I say “almost normal” because Dearborn, Michigan—even at that time—was a different place than “normal” America. We had such a high population of Arab families, fathers who had come to work in the automotive industry after other family members settled there, that this school, Salina Intermediate School, had one of the nation’s first English as a second language (ESL) programs. ESL helped me immensely, allowing me not only to work on learning how to communicate in my new country but also to continue my studies of math, science, history, and geography, while transitioning to English. ESL bridged the time between when I arrived and when I could undertake those other subjects in English by providing dedicated resources to ensure I did not lag behind.

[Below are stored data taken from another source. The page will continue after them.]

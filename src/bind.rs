//! Eager (whole-catalog) entry points.
//!
//! [`bind_catalog`] waits for every guide, then returns one
//! [`CatalogReport`]. Use [`crate::stream::bind_catalog_stream`] instead to
//! observe guide reports as they finish.
//!
//! Both share the same building blocks defined here: [`discover_catalog`]
//! reads the guide list through a short-lived session, and [`bind_guide`]
//! runs one guide under its deadline.

use crate::config::BinderConfig;
use crate::error::BinderError;
use crate::output::{CatalogReport, GuideOutcome, GuideReport};
use crate::pipeline::discover::{self, CatalogEntry};
use crate::pipeline::guide;
use crate::pipeline::navigate::{navigate, NavigationPolicy};
use crate::renderer::{Browser, Cookie};
use crate::stream::bind_catalog_stream;
use futures::StreamExt;
use std::sync::Arc;
use std::time::Instant;
use tracing::{error, info, warn};

/// The opaque inputs of a run, loaded once before the pipeline starts.
#[derive(Debug, Clone)]
pub struct BindInputs {
    /// The page listing every guide of the account.
    pub catalog_url: String,
    /// Shared read-only by every session.
    pub cookies: Vec<Cookie>,
    /// Injected into every section page before measuring.
    pub stylesheet: String,
}

/// Bind every guide in the catalog.
///
/// At most `config.max_in_progress` guides are assembled at once. A guide
/// that fails (even fatally) never cancels its siblings.
///
/// # Returns
/// `Ok(CatalogReport)` when every guide reached an outcome, even if some of
/// them were skipped or produced no document.
///
/// # Errors
/// - [`BinderError::CatalogUnavailable`] if the catalog page cannot be opened
/// - [`BinderError::GuideAborted`] wrapping the first fatal error of any
///   guide, reported after the remaining guides have finished
pub async fn bind_catalog(
    browser: Arc<dyn Browser>,
    inputs: &BindInputs,
    config: &BinderConfig,
) -> Result<CatalogReport, BinderError> {
    let start = Instant::now();
    let mut stream = bind_catalog_stream(browser, inputs, config).await?;

    let mut guides = Vec::new();
    let mut first_error: Option<BinderError> = None;
    while let Some(item) = stream.next().await {
        match item {
            Ok(report) => guides.push(report),
            Err(e) => {
                error!("{}", e);
                first_error.get_or_insert(e);
            }
        }
    }

    let report = CatalogReport {
        catalog_url: inputs.catalog_url.clone(),
        guides,
        duration_ms: start.elapsed().as_millis() as u64,
    };
    info!(
        "Catalog done: {} built, {} skipped, {} without document, {}ms",
        report.built(),
        report.skipped(),
        report.failed(),
        report.duration_ms
    );
    if let Some(ref cb) = config.progress_callback {
        cb.on_catalog_complete(report.guides.len(), report.built());
    }

    match first_error {
        Some(e) => Err(e),
        None => Ok(report),
    }
}

/// Open the catalog page and list its guides.
///
/// The session used for discovery is closed before returning.
pub async fn discover_catalog(
    browser: &dyn Browser,
    inputs: &BindInputs,
    config: &BinderConfig,
) -> Result<Vec<CatalogEntry>, BinderError> {
    info!("Reading catalog {}", inputs.catalog_url);
    let session = browser
        .open_session(&inputs.cookies)
        .await
        .map_err(BinderError::SessionFailed)?;

    let listed = async {
        navigate(
            &*session,
            &inputs.catalog_url,
            &NavigationPolicy::from_config(config),
        )
        .await
        .map_err(|failed| BinderError::CatalogUnavailable {
            url: failed.url,
            retries: failed.retries,
        })?;
        discover::catalog_entries(&*session, &config.selectors, &inputs.catalog_url).await
    }
    .await;

    if let Err(e) = session.close().await {
        warn!("Closing catalog session failed: {}", e);
    }
    let entries = listed?;
    info!("Catalog lists {} guides", entries.len());
    Ok(entries)
}

/// Assemble one guide, abandoning it once `config.guide_timeout()` elapses.
///
/// A timed-out guide keeps whatever snapshots it already wrote; the next
/// run reuses them. A merge already running when the deadline fires finishes
/// in the background but discards its output, so a `TimedOut` guide never
/// leaves `<title>.pdf` behind.
pub async fn bind_guide(
    browser: &dyn Browser,
    entry: &CatalogEntry,
    inputs: &BindInputs,
    config: &BinderConfig,
) -> Result<GuideReport, BinderError> {
    let start = Instant::now();
    let assembled = guide::assemble(browser, entry, &inputs.cookies, &inputs.stylesheet, config);

    let report = match config.guide_timeout() {
        None => assembled.await?,
        Some(limit) => match tokio::time::timeout(limit, assembled).await {
            Ok(result) => result?,
            Err(_) => {
                warn!("{}: abandoned after {:?}", entry.title, limit);
                GuideReport {
                    title: entry.title.clone(),
                    url: entry.url.clone(),
                    outcome: GuideOutcome::TimedOut {
                        after_secs: limit.as_secs(),
                    },
                    sections: vec![],
                    duration_ms: start.elapsed().as_millis() as u64,
                }
            }
        },
    };

    if let Some(ref cb) = config.progress_callback {
        cb.on_guide_complete(&report.title, &report.outcome);
    }
    Ok(report)
}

It allowed me to continue learning in Arabic while I learned English. This, along with the overall quality of the education, really motivated me to come to school and take advantage of the wonders of America.
But it wasn’t just ESL that helped me transition. About 40 percent of the other kids in my classes hailed originally from Lebanon and Palestine, some of them even from Tebnine, so I felt right at home, could talk with them, could make friends and find support. A kid from Lebanon, from a village near mine, Mohamed Ajrouch, who had only arrived a month before me, took me under his wing. We went to ESL together, and he helped me with my English as we sat in the back of the classroom.
Two days into my time at Salina, I experienced my first real culture shock. This happened in gym class, during a swimming lesson. I stepped into the locker room, and all the boys started taking off their clothes.
This never happens in Lebanon.
It’s taboo across most of the Middle East. You have to make sure the bathroom door is locked ten times before you ever do your business.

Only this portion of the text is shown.